Background: Technical advances to minimize radiation exposure because of imaging are in accord with the "as low as reasonably achievable" principle.
Objective: We aimed to determine whether coronary calcium scoring (CCS) by multidetector CT at a tube voltage of 100 kVp yields comparable results to the standard 120-kVp protocol while reducing radiation dose.
Methods: Sixty consecutive outpatients were scanned with a dual-source CT scanner with both the120- and 100-kVp protocols. The calcium threshold was 130 Hounsfield units (HUs) for 120 kVp and 147 HU for 100 kVp, as determined from phantom data. All 100-kVp scans were scored by an experienced reader blinded to 120-kVp data.
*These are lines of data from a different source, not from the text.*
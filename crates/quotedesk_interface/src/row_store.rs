//! Row store trait.

use async_trait::async_trait;
use quotedesk_core::Table;
use quotedesk_error::QuotedeskResult;

/// An ordered table addressed by 1-based row and column indices.
///
/// Row 1 holds the header; data rows start at row 2. Implementations must
/// make every mutation visible to the next [`read_all`](RowStore::read_all)
/// call, since the action executor re-scans after each change.
#[async_trait]
pub trait RowStore: Send + Sync {
    /// Read the header and every data row.
    ///
    /// # Errors
    ///
    /// Returns an error if the store cannot be reached or its header is invalid.
    async fn read_all(&self) -> QuotedeskResult<Table>;

    /// Append a row after the last data row.
    ///
    /// # Errors
    ///
    /// Returns an error if the store rejects the write.
    async fn append(&self, values: &[String]) -> QuotedeskResult<()>;

    /// Set a single cell.
    ///
    /// # Errors
    ///
    /// Returns an error if the indices are out of range or the write fails.
    async fn update_cell(&self, row_index: usize, col_index: usize, value: &str)
    -> QuotedeskResult<()>;

    /// Remove a row, shifting the rows below it up by one.
    ///
    /// # Errors
    ///
    /// Returns an error if the index is out of range or the delete fails.
    async fn delete_row(&self, row_index: usize) -> QuotedeskResult<()>;
}
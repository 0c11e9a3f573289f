//! Row-change actions decoded from an LLM reply.

use serde::Serialize;
use serde_json::{Map, Value};
use std::str::FromStr;

/// Recognized values of the `action` field.
///
/// Tags are matched ignoring ASCII case, so `"Add"` and `"add"` both decode.
#[derive(
    Debug,
    Clone,
    Copy,
    PartialEq,
    Eq,
    Hash,
    strum::Display,
    strum::EnumString,
    strum::AsRefStr,
)]
#[strum(serialize_all = "snake_case", ascii_case_insensitive)]
pub enum ActionKind {
    /// Append a row
    Add,
    /// Change one cell of the first matching row
    Update,
    /// Remove the first matching row
    Delete,
}

/// A validated row change.
#[derive(Debug, Clone, PartialEq, Eq, Serialize)]
#[serde(tag = "action", rename_all = "snake_case")]
pub enum Action {
    /// Append `row` after the last data row, values in header order.
    Add {
        /// Cell values aligned to the header
        row: Vec<String>,
    },
    /// Set `column` to `value` on the first row whose `search_col` matches.
    Update {
        /// Column searched for the target row
        search_col: String,
        /// Value the target row holds in `search_col`
        search_value: String,
        /// Column to change
        column: String,
        /// New cell value
        value: String,
    },
    /// Delete the first row whose `search_col` matches.
    Delete {
        /// Column searched for the target row
        search_col: String,
        /// Value the target row holds in `search_col`
        search_value: String,
    },
}

impl Action {
    /// The kind tag of this action.
    pub fn kind(&self) -> ActionKind {
        match self {
            Action::Add { .. } => ActionKind::Add,
            Action::Update { .. } => ActionKind::Update,
            Action::Delete { .. } => ActionKind::Delete,
        }
    }
}

/// One decoded element of an LLM reply.
///
/// Elements that cannot become an [`Action`] are kept so the executor can
/// report them alongside the applied ones.
#[derive(Debug, Clone, PartialEq, Eq)]
pub enum ActionRequest {
    /// A well-formed action
    Known(Action),
    /// The `action` field named something other than add, update or delete
    Unknown {
        /// The unrecognized tag
        tag: String,
    },
    /// The element was not a usable action object
    Malformed {
        /// What was wrong with it
        reason: String,
    },
}

impl ActionRequest {
    /// Decodes one JSON element.
    pub fn from_value(value: &Value) -> Self {
        let Some(object) = value.as_object() else {
            return Self::malformed(format!("expected an object, got {}", value));
        };

        let tag = match object.get("action") {
            Some(Value::String(tag)) => tag.trim(),
            Some(other) => {
                return Self::malformed(format!("`action` must be a string, got {}", other));
            }
            None => return Self::malformed("missing `action` field"),
        };

        let Ok(kind) = ActionKind::from_str(tag) else {
            return Self::Unknown {
                tag: tag.to_string(),
            };
        };

        match decode(kind, object) {
            Ok(action) => Self::Known(action),
            Err(reason) => Self::malformed(format!("{}: {}", kind, reason)),
        }
    }

    fn malformed(reason: impl Into<String>) -> Self {
        Self::Malformed {
            reason: reason.into(),
        }
    }
}

impl From<Action> for ActionRequest {
    fn from(action: Action) -> Self {
        Self::Known(action)
    }
}

fn decode(kind: ActionKind, object: &Map<String, Value>) -> Result<Action, String> {
    match kind {
        ActionKind::Add => {
            let row = match object.get("row") {
                Some(Value::Array(cells)) => cells
                    .iter()
                    .map(|cell| scalar(cell).ok_or_else(|| format!("unsupported cell {}", cell)))
                    .collect::<Result<Vec<_>, _>>()?,
                Some(other) => return Err(format!("`row` must be an array, got {}", other)),
                None => return Err("missing `row`".to_string()),
            };
            Ok(Action::Add { row })
        }
        ActionKind::Update => Ok(Action::Update {
            search_col: text_field(object, "search_col")?,
            search_value: scalar_field(object, "search_value")?,
            column: text_field(object, "column")?,
            value: scalar_field(object, "value")?,
        }),
        ActionKind::Delete => Ok(Action::Delete {
            search_col: text_field(object, "search_col")?,
            search_value: scalar_field(object, "search_value")?,
        }),
    }
}

/// Column names must be JSON strings.
fn text_field(object: &Map<String, Value>, name: &str) -> Result<String, String> {
    match object.get(name) {
        Some(Value::String(text)) => Ok(text.clone()),
        Some(other) => Err(format!("`{}` must be a string, got {}", name, other)),
        None => Err(format!("missing `{}`", name)),
    }
}

/// Cell values may be any JSON scalar.
fn scalar_field(object: &Map<String, Value>, name: &str) -> Result<String, String> {
    let value = object
        .get(name)
        .ok_or_else(|| format!("missing `{}`", name))?;
    scalar(value).ok_or_else(|| format!("`{}` must be a scalar, got {}", name, value))
}

/// Stringifies a JSON scalar; `null` reads as an empty cell.
fn scalar(value: &Value) -> Option<String> {
    match value {
        Value::String(text) => Some(text.clone()),
        Value::Number(number) => Some(number.to_string()),
        Value::Bool(flag) => Some(flag.to_string()),
        Value::Null => Some(String::new()),
        Value::Array(_) | Value::Object(_) => None,
    }
}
Results: Image quality was comparable for 100- and 120- kVp scans. Mean Agatston scores for 100 and 120 kVp were 189 +/- 484 and 189 +/- 498 (P = 0.92), with perfect correlation (r = 1.0; P < 0.0001; 95% limits of agreement, -36 to 37; bias, 0.6). Mean coronary calcium volume scores for 100 and 120 kVp were 143 +/- 370 mm(3) and 149 +/- 392 mm(3) (P = 0.26), with perfect correlation (r = 1.0; P < 0.0001; 95% limits of agreement, -35 to 32 mm(3); bias, -1.4 mm(3)). The mean absolute difference for Agatston scores between the protocols was 16.9, with excellent agreement (kappa = 0.95; P < 0.0001). Mean effective radiation dose for the 100-kVp protocol was significantly lower (1.17 mSv versus 1.70 mSv; P < 0.0001).
Conclusion: A reduced tube current protocol using 100 kVp gives equivalent CCS results at reduced radiation exposure compared with a standard protocol at 120 kVp.